Plot: Two estranged sisters organize an old-fashioned family Christmas at the house they grew up in after their parents separate for reasons that are not entirely clear, but may be related to the husband's new rescue dog.  The only obstacle standing in the way of recreating the perfect Christmas is the fact that their old house is now owned and lived in by Mike, a hunky war veteran with mad wood-working skills and self-described “fields of game.”  All of this happens in Canada to Canadians, but don’t tell anyone because it’s a secret.  Shhhhh.
 
Earlier in this post, I mentioned my affinity for bad movies, specifically ones that capture my attention through their outright awfulness.  Coming Home For Christmas is not one of those kinds of movies, however, I did watch the entire thing.  It took me two days and I took a break halfway through to re-watch the first V/H/S movie, but for some reason, I just couldn’t quit this schmaltzy little turd bag.  

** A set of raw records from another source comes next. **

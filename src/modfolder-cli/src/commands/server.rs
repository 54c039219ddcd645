//! Shell server registration
//!
//! Loads the server DLL into this process and calls its own registration
//! entry point, so the registry tree is always the one the DLL describes.

use std::path::Path;

use anyhow::Result;

#[cfg(windows)]
fn call_entry_point(dll: &Path, entry_point: &str) -> Result<()> {
    use anyhow::{bail, Context};
    use modfolder::wide::to_wide;
    use std::ffi::CString;
    use winapi::um::libloaderapi::{FreeLibrary, GetProcAddress, LoadLibraryW};

    type EntryPoint = unsafe extern "system" fn() -> i32;

    let path = dll
        .canonicalize()
        .with_context(|| format!("Server DLL not found: {}", dll.display()))?;
    let wide = to_wide(&path.display().to_string());
    let module = unsafe { LoadLibraryW(wide.as_ptr()) };
    if module.is_null() {
        bail!(
            "Failed to load {}: {}",
            path.display(),
            std::io::Error::last_os_error()
        );
    }

    let name = CString::new(entry_point)?;
    let proc = unsafe { GetProcAddress(module, name.as_ptr()) };
    let result = if proc.is_null() {
        Err(anyhow::anyhow!("{} does not export {}", path.display(), entry_point))
    } else {
        let entry: EntryPoint = unsafe { std::mem::transmute(proc) };
        let hr = unsafe { entry() };
        if hr < 0 {
            Err(anyhow::anyhow!("{} failed: {:#010x}", entry_point, hr))
        } else {
            Ok(())
        }
    };
    unsafe { FreeLibrary(module) };
    result
}

#[cfg(not(windows))]
fn call_entry_point(dll: &Path, entry_point: &str) -> Result<()> {
    anyhow::bail!(
        "{} of {} needs Windows; the shell server only runs there",
        entry_point,
        dll.display()
    )
}

pub fn register(dll: &Path) -> Result<()> {
    call_entry_point(dll, "DllRegisterServer")?;
    println!("Registered {} ({})", dll.display(), modfolder::CLASS_ID);
    Ok(())
}

pub fn unregister(dll: &Path) -> Result<()> {
    call_entry_point(dll, "DllUnregisterServer")?;
    println!("Unregistered {}", dll.display());
    Ok(())
}

#[cfg(all(test, not(windows)))]
mod tests {
    use super::*;

    #[test]
    fn test_register_needs_windows() {
        let err = register(Path::new("modfolder_shell.dll")).unwrap_err();
        assert!(err.to_string().contains("DllRegisterServer"));
    }
}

And don’t get me wrong, this movie is a five-alarm bag of flaming turds, but something about it kept me coming back.  I found myself genuinely curious about how Kate, the hero of this sub-ABC Family non-classic, would get her family to agree to reunite for Christmas at the old house.  At times I felt myself caring about Kate’s budding relationship with Mike, the handsome foster care kid/haunted American soldier with a Canadian accent, who actually utters the following line at one point: “You learn a lot from urban dictionaries these days.”  (What is he talking about? The Urban Dictionary online?  Or is an “urban dictionary,” of which Mike seems to think there are many, the 2013 version of a Tijuana Bible?).  I wanted to see Kate and Melanie’s oddly ageless parents--one of which is played by Amy Jo Johnson of Pink Power Ranger fame--get back together or at least explain to the audience why exactly they broke up in the first place since it appears to be the fault of an overzealous puppy.  I wanted these things and I cared about these characters, while, at the same time, hating the movie and wishing it would end already.  I blame my inner romantic, a side of me I am not embarrassed by nor desirous to get rid of.  It is true we aren’t currently speaking, seeing as it made me watch Coming Home For Christmas in it’s entirety and all, but I’m sure we’ll reconnect by Christmas Eve and it’ll be romantic and heartwarming.
 
Kate and Melanie are played by real-life Canadian sisters, and when they sing together—there is a whole lot of singing going on in Coming Home For Christmas—things aren’t so bad.  However, one of my least favorite scenes in the movie does revolve around singing.  It’s the last scene in the movie: Kate and Melanie’s parents are back together; Kate and Mike have settled all of their ridiculous non-issues and decided to become an item; Mike’s dead buddy’s son returns the war medal he stole (another “non-issue” the movie tries to make a thing for five seconds); and Melanie is sitting awkwardly in a corner, abandoned by her cheating husband, poor as dirt and going home to an empty McMansion when the holiday festivities have concluded.  Kate, Melanie and their dad begin singing a song titled “I Wanna Be Home For Christmas.”  It’s fine, nothing special, but halfway through, the aforementioned dead buddy’s son—whose name I don’t remember and whose portrayer doesn’t even make Coming Home For Christmas’s IMdB page (???)—busts in with a verse, LIKE IT’S A REAL SONG THAT EVERYBODY IN THE WORLD KNOWS!  “I Wanna Be Home For Christmas” isn’t a Christmas carol that everyone on the planet knows and loves, man!  It’s not “Jingle Bells” or “Rudolph the Red-Nosed Reindeers” or “I Want a Ninja For Christmas.”  It’s a mediocre country-pop Christmas jingle tacked onto a boring movie about annoying Canadians.  Sure, the chorus has been stuck in my brain for weeks now and I’ve found myself singing it at weird, inopportune times (the shower; staff meetings; during sex), but it’s still not a thing.
 
Christmas Classic, Fine Holiday Fare or Lump o’ Coal: It’s cheesy and boring and innocuous, but I didn’t feel cheated out of precious time nor was it so awful that I found myself filled with homicidal rage, and, hey, I got to watch V/H/S/ again, which was pretty fun, so, I’ll give it a Lump o’ Coal.